Data Transforms Workforce Policy
Local and national leaders shared examples of how they are using data to improve workforce development during a national conference last week at Rutgers University in New Jersey.
The multi-day conference, sponsored by the Atlanta and Kansas City Federal Reserve Banks and the John J. Heldrich Center for Workforce Development at Rutgers, included two panels focused on data, research and evaluation.
A session titled “Intelligent Workforce Development Systems” that I moderated featured:
David Berman, New York City Center for Economic Opportunity (CEO), who discussed how his organization uses data to build all types of evidence about service effectiveness, ranging from performance outcomes to evaluations with randomized control trials. CEO’s dashboard tools allow its front-line staff to view the data they report in formats that help them better assist their clients.

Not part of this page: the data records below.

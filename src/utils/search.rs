//! Exact byte pattern search.
//!
//! Implements Knuth-Morris-Pratt matching: the pattern is preprocessed once into a failure
//! table (length of the longest proper prefix that is also a suffix, per pattern position),
//! after which the haystack is scanned exactly once. Worst case is `O(n + m)` regardless
//! of how repetitive the pattern or the haystack are.
//!
//! # Examples
//!
//! ```rust
//! use gpuhint::utils::{find_pattern, KmpPattern};
//!
//! assert_eq!(find_pattern(b"abab", b"xxabaabab"), Some(5));
//!
//! // Reuse the precomputed table for several haystacks
//! let pattern = KmpPattern::new(b"PE\0\0");
//! assert_eq!(pattern.find_in(b"MZ..PE\0\0"), Some(4));
//! assert_eq!(pattern.find_in(b"MZ"), None);
//! ```

/// A search pattern with its precomputed failure table.
#[derive(Debug, Clone)]
pub struct KmpPattern<'a> {
    pattern: &'a [u8],
    /// `failure[i]` is the length of the longest proper prefix of `pattern[..=i]` that is
    /// also a suffix of it.
    failure: Vec<usize>,
}

impl<'a> KmpPattern<'a> {
    /// Preprocesses `pattern` for repeated searching.
    #[must_use]
    pub fn new(pattern: &'a [u8]) -> Self {
        let mut failure = vec![0usize; pattern.len()];
        let mut matched = 0usize;

        for pos in 1..pattern.len() {
            while matched > 0 && pattern[pos] != pattern[matched] {
                matched = failure[matched - 1];
            }
            if pattern[pos] == pattern[matched] {
                matched += 1;
            }
            failure[pos] = matched;
        }

        KmpPattern { pattern, failure }
    }

    /// Returns the pattern bytes.
    #[must_use]
    pub fn pattern(&self) -> &[u8] {
        self.pattern
    }

    /// Returns the index of the first occurrence of the pattern in `haystack`.
    ///
    /// An empty pattern matches at index 0.
    #[must_use]
    pub fn find_in(&self, haystack: &[u8]) -> Option<usize> {
        if self.pattern.is_empty() {
            return Some(0);
        }

        let mut matched = 0usize;
        for (index, &byte) in haystack.iter().enumerate() {
            while matched > 0 && byte != self.pattern[matched] {
                matched = self.failure[matched - 1];
            }
            if byte == self.pattern[matched] {
                matched += 1;
                if matched == self.pattern.len() {
                    return Some(index + 1 - matched);
                }
            }
        }

        None
    }
}

/// Returns the index of the first occurrence of `pattern` in `haystack`, or `None`.
///
/// Convenience wrapper around [`KmpPattern`] for one-shot searches.
#[must_use]
pub fn find_pattern(pattern: &[u8], haystack: &[u8]) -> Option<usize> {
    KmpPattern::new(pattern).find_in(haystack)
}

Amanda Cage, Chicago Cook Workforce Partnership, who explained how Chicago is setting up an integrated data system to simplify data collection and reporting across workforce programs. Key lessons from developing the system include the need for: state and local champions of the project, common performance metrics for programs and funders, and a shared vision for the data system that takes into account the needs of front-line staff.

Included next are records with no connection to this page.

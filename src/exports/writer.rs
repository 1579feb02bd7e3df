use std::collections::BTreeMap;

use log::debug;

use crate::{
    exports::{
        ExportDirectory, ExportTable, ExportTarget, EXPORT_DIRECTORY_SIZE,
        EXPORT_TIMESTAMP_SENTINEL,
    },
    file::{headers::DataDirectory, section::SectionBuilder},
    utils::to_u32,
    Result,
};

impl ExportTable {
    /// Encodes the table into `section` at its current write position and returns the
    /// data directory entry describing it.
    ///
    /// The directory header is reserved first and written last, once the RVAs of all
    /// sub-tables are known. The address table is dense from the ordinal base to the
    /// highest ordinal; ordinals without an entry are written as zero. Name pointers and
    /// ordinal indices are sorted by name bytes.
    ///
    /// # Errors
    ///
    /// Returns [`crate::Error::SectionClosed`] if `section` is closed, or
    /// [`crate::Error::Malformed`] if an ordinal index does not fit the 16-bit ordinal table.
    pub fn encode(&self, section: &mut SectionBuilder) -> Result<DataDirectory> {
        let ordinal_base = self
            .by_ordinal
            .first_key_value()
            .map_or(self.ordinal_base, |(lowest, _)| self.ordinal_base.min(*lowest));
        let address_table_entries = self
            .by_ordinal
            .last_key_value()
            .map_or(0, |(highest, _)| highest - ordinal_base + 1);

        let directory_rva = section.current_rva()?;
        let header_at = section.reserve(EXPORT_DIRECTORY_SIZE)?;

        // Forwarder strings follow the address table directly, so their RVAs are known
        // before the table is written.
        let export_address_table_rva = section.current_rva()?;
        let mut forwarder_rva = export_address_table_rva
            .checked_add(address_table_entries.checked_mul(4).ok_or_else(too_many)?)
            .ok_or_else(too_many)?;
        let mut forwarders = Vec::new();
        let mut slots = vec![0u32; address_table_entries as usize];
        for entry in self.by_ordinal.values() {
            let slot = &mut slots[(entry.ordinal - ordinal_base) as usize];
            match &entry.target {
                ExportTarget::Address(rva) => *slot = *rva,
                ExportTarget::Forwarder(target) => {
                    *slot = forwarder_rva;
                    forwarder_rva += to_u32(target.len() + 1)?;
                    forwarders.push(target.as_str());
                }
            }
        }
        for slot in slots {
            section.write_u32(slot)?;
        }
        for target in forwarders {
            section.write_cstr(target)?;
        }

        let mut name_rvas = BTreeMap::new();
        for entry in self.by_ordinal.values() {
            if let Some(name) = &entry.name {
                let rva = section.write_cstr(name)?;
                name_rvas.insert(name.as_bytes(), (rva, entry.ordinal));
            }
        }

        let name_rva = section.write_cstr(&self.module_name)?;

        let name_pointer_rva = section.current_rva()?;
        for (rva, _) in name_rvas.values() {
            section.write_u32(*rva)?;
        }

        let ordinal_table_rva = section.current_rva()?;
        for (name, (_, ordinal)) in &name_rvas {
            let index = u16::try_from(ordinal - ordinal_base).map_err(|_| {
                malformed_error!(
                    "Export '{}' ordinal {} is out of range for ordinal base {}",
                    String::from_utf8_lossy(name),
                    ordinal,
                    ordinal_base
                )
            })?;
            section.write_u16(index)?;
        }

        let end = section.position();
        let header = ExportDirectory {
            export_flags: 0,
            time_date_stamp: EXPORT_TIMESTAMP_SENTINEL,
            major_version: 0,
            minor_version: 0,
            name_rva,
            ordinal_base,
            address_table_entries,
            number_of_name_pointers: to_u32(name_rvas.len())?,
            export_address_table_rva,
            name_pointer_rva,
            ordinal_table_rva,
        };
        let mut encoded = [0u8; EXPORT_DIRECTORY_SIZE];
        header.write(&mut encoded)?;
        section.seek(header_at)?;
        section.write_bytes(&encoded)?;
        section.seek(end)?;

        let size = to_u32(end - header_at)?;
        debug!(
            "Encoded export directory for '{}': {} address slots, {} names, {} bytes at RVA 0x{:x}",
            self.module_name,
            address_table_entries,
            header.number_of_name_pointers,
            size,
            directory_rva
        );

        Ok(DataDirectory {
            virtual_address: directory_rva,
            size,
        })
    }
}

fn too_many() -> crate::Error {
    malformed_error!("Export address table does not fit into the address space")
}

#[cfg(test)]
mod tests {
    use crate::{
        exports::{
            ExportDirectory, ExportEntry, ExportTable, ExportTarget, EXPORT_DIRECTORY_SIZE,
            EXPORT_TIMESTAMP_SENTINEL,
        },
        file::{
            headers::{DataDirectoryType, SectionCharacteristics},
            io::read_le,
            section::SectionBuilder,
            PeImage,
        },
        test::image::ImageBuilder,
    };

    fn section() -> SectionBuilder {
        SectionBuilder::new(
            *b".nvpatch",
            0x5000,
            0xC00,
            0x200,
            SectionCharacteristics::CNT_INITIALIZED_DATA | SectionCharacteristics::MEM_READ,
        )
    }

    fn read_u32(section: &SectionBuilder, rva: u32) -> u32 {
        read_le(&section.data()[(rva - 0x5000) as usize..]).unwrap()
    }

    fn read_u16(section: &SectionBuilder, rva: u32) -> u16 {
        read_le(&section.data()[(rva - 0x5000) as usize..]).unwrap()
    }

    fn read_str(section: &SectionBuilder, rva: u32) -> String {
        let start = (rva - 0x5000) as usize;
        let len = section.data()[start..].iter().position(|&b| b == 0).unwrap();
        String::from_utf8(section.data()[start..start + len].to_vec()).unwrap()
    }

    #[test]
    fn test_encode_layout() {
        let mut table = ExportTable::new("game.exe");
        table.add(ExportEntry::new(1, "Foo", 0x2000)).unwrap();

        let mut section = section();
        section.write_u32(1).unwrap();
        let directory = table.encode(&mut section).unwrap();

        assert_eq!(directory.virtual_address, 0x5004);
        assert_eq!(directory.size as usize, section.data().len() - 4);

        let header = ExportDirectory::read(section.data(), 4).unwrap();
        assert_eq!(header.time_date_stamp, EXPORT_TIMESTAMP_SENTINEL);
        assert_eq!(header.export_flags, 0);
        assert_eq!(header.ordinal_base, 1);
        assert_eq!(header.address_table_entries, 1);
        assert_eq!(header.number_of_name_pointers, 1);
        assert_eq!(header.export_address_table_rva, 0x5004 + EXPORT_DIRECTORY_SIZE as u32);
        assert_eq!(read_u32(&section, header.export_address_table_rva), 0x2000);
        assert_eq!(read_str(&section, header.name_rva), "game.exe");

        let name_rva = read_u32(&section, header.name_pointer_rva);
        assert_eq!(read_str(&section, name_rva), "Foo");
        assert_eq!(read_u16(&section, header.ordinal_table_rva), 0);
        assert_eq!(section.position(), section.data().len());
    }

    #[test]
    fn test_encode_sorts_names_and_fills_gaps() {
        let mut table = ExportTable::new("game.exe");
        table.add(ExportEntry::new(1, "beta", 0x2000)).unwrap();
        table.add(ExportEntry::new(2, "Alpha", 0x2004)).unwrap();
        table.add(ExportEntry::new(5, "alpha", 0x2008)).unwrap();
        table
            .add(ExportEntry {
                ordinal: 4,
                name: Some("Zed".to_string()),
                target: ExportTarget::Forwarder("OTHER.Zed".to_string()),
            })
            .unwrap();

        let mut section = section();
        let directory = table.encode(&mut section).unwrap();
        let header = ExportDirectory::read(section.data(), 0).unwrap();

        assert_eq!(header.address_table_entries, 5);
        let slots: Vec<u32> = (0..5)
            .map(|i| read_u32(&section, header.export_address_table_rva + 4 * i))
            .collect();
        assert_eq!(slots[0], 0x2000);
        assert_eq!(slots[1], 0x2004);
        assert_eq!(slots[2], 0);
        assert_eq!(slots[4], 0x2008);

        // forwarder slots point inside the directory at their target string
        let forwarder = slots[3];
        assert!(forwarder > directory.virtual_address);
        assert!(forwarder < directory.virtual_address + directory.size);
        assert_eq!(read_str(&section, forwarder), "OTHER.Zed");

        let names: Vec<String> = (0..4)
            .map(|i| read_str(&section, read_u32(&section, header.name_pointer_rva + 4 * i)))
            .collect();
        assert_eq!(names, vec!["Alpha", "Zed", "alpha", "beta"]);

        let indices: Vec<u16> = (0..4)
            .map(|i| read_u16(&section, header.ordinal_table_rva + 2 * i))
            .collect();
        assert_eq!(indices, vec![1, 3, 4, 0]);
    }

    #[test]
    fn test_encode_empty_table() {
        let table = ExportTable::new("empty.dll");
        let mut section = section();
        let directory = table.encode(&mut section).unwrap();
        let header = ExportDirectory::read(section.data(), 0).unwrap();

        assert_eq!(header.address_table_entries, 0);
        assert_eq!(header.number_of_name_pointers, 0);
        assert_eq!(read_str(&section, header.name_rva), "empty.dll");
        assert_eq!(directory.size as usize, EXPORT_DIRECTORY_SIZE + "empty.dll".len() + 1);
    }

    #[test]
    fn test_encode_then_decode() {
        let mut image = PeImage::from_mem(ImageBuilder::new().build()).unwrap();

        let mut table = ExportTable::new("roundtrip.exe");
        let section = image
            .append_section(
                ".nvpatch",
                SectionCharacteristics::CNT_INITIALIZED_DATA | SectionCharacteristics::MEM_READ,
            )
            .unwrap();
        let nv = section.write_u32(1).unwrap();
        let amd = section.write_u32(0).unwrap();
        table.add(ExportEntry::new(1, "NvOptimusEnablement", nv)).unwrap();
        table
            .add(ExportEntry::new(2, "AmdPowerXpressRequestHighPerformance", amd))
            .unwrap();
        table
            .add(ExportEntry {
                ordinal: 4,
                name: None,
                target: ExportTarget::Forwarder("KERNEL32.Sleep".to_string()),
            })
            .unwrap();
        let directory = table.encode(section).unwrap();
        image
            .set_data_directory(DataDirectoryType::ExportTable, directory)
            .unwrap();

        let patched = PeImage::from_mem(image.serialize().unwrap()).unwrap();
        let decoded = ExportTable::parse(&patched).unwrap();

        assert_eq!(decoded.module_name(), "roundtrip.exe");
        let original: Vec<&ExportEntry> = table.entries().collect();
        let roundtrip: Vec<&ExportEntry> = decoded.entries().collect();
        assert_eq!(original, roundtrip);
        assert_eq!(patched.read_u32_at_rva(nv).unwrap(), 1);
        assert_eq!(patched.read_u32_at_rva(amd).unwrap(), 0);
    }

    #[test]
    fn test_named_zero_address_survives_decode() {
        let mut image = PeImage::from_mem(ImageBuilder::new().build()).unwrap();

        let mut table = ExportTable::new("zero.dll");
        table.add(ExportEntry::new(1, "Foo", 0)).unwrap();
        table.add(ExportEntry::new(2, "Bar", 0x1000)).unwrap();
        let section = image
            .append_section(
                ".nvpatch",
                SectionCharacteristics::CNT_INITIALIZED_DATA | SectionCharacteristics::MEM_READ,
            )
            .unwrap();
        let directory = table.encode(section).unwrap();
        image
            .set_data_directory(DataDirectoryType::ExportTable, directory)
            .unwrap();

        let patched = PeImage::from_mem(image.serialize().unwrap()).unwrap();
        let decoded = ExportTable::parse(&patched).unwrap();

        assert_eq!(decoded.len(), 2);
        assert_eq!(decoded.by_name("Foo").unwrap().rva(), Some(0));
        assert_eq!(decoded.by_name("Bar").unwrap().ordinal, 2);
    }
}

William Mabe, Heldrich Center, who suggested ways the workforce system can improve its use of data, including the refinement of analytic models that predict individuals’ service needs and more use of geospatial data. The Newark Workforce Investment Board looked at mapping of geographic data on occupational training participants and unemployment rates to guide its customer outreach strategies.
Another panel moderated by Demetra Nightingale, chief evaluation officer at the U.S. Department of Labor (DOL), explored ways that data can help policymakers and students make good decisions. Demetra noted a DOL clearinghouse on labor research and said the agency is working on multiple studies to determine how to effectively present data so students and workers choose high-quality training that leads to employment.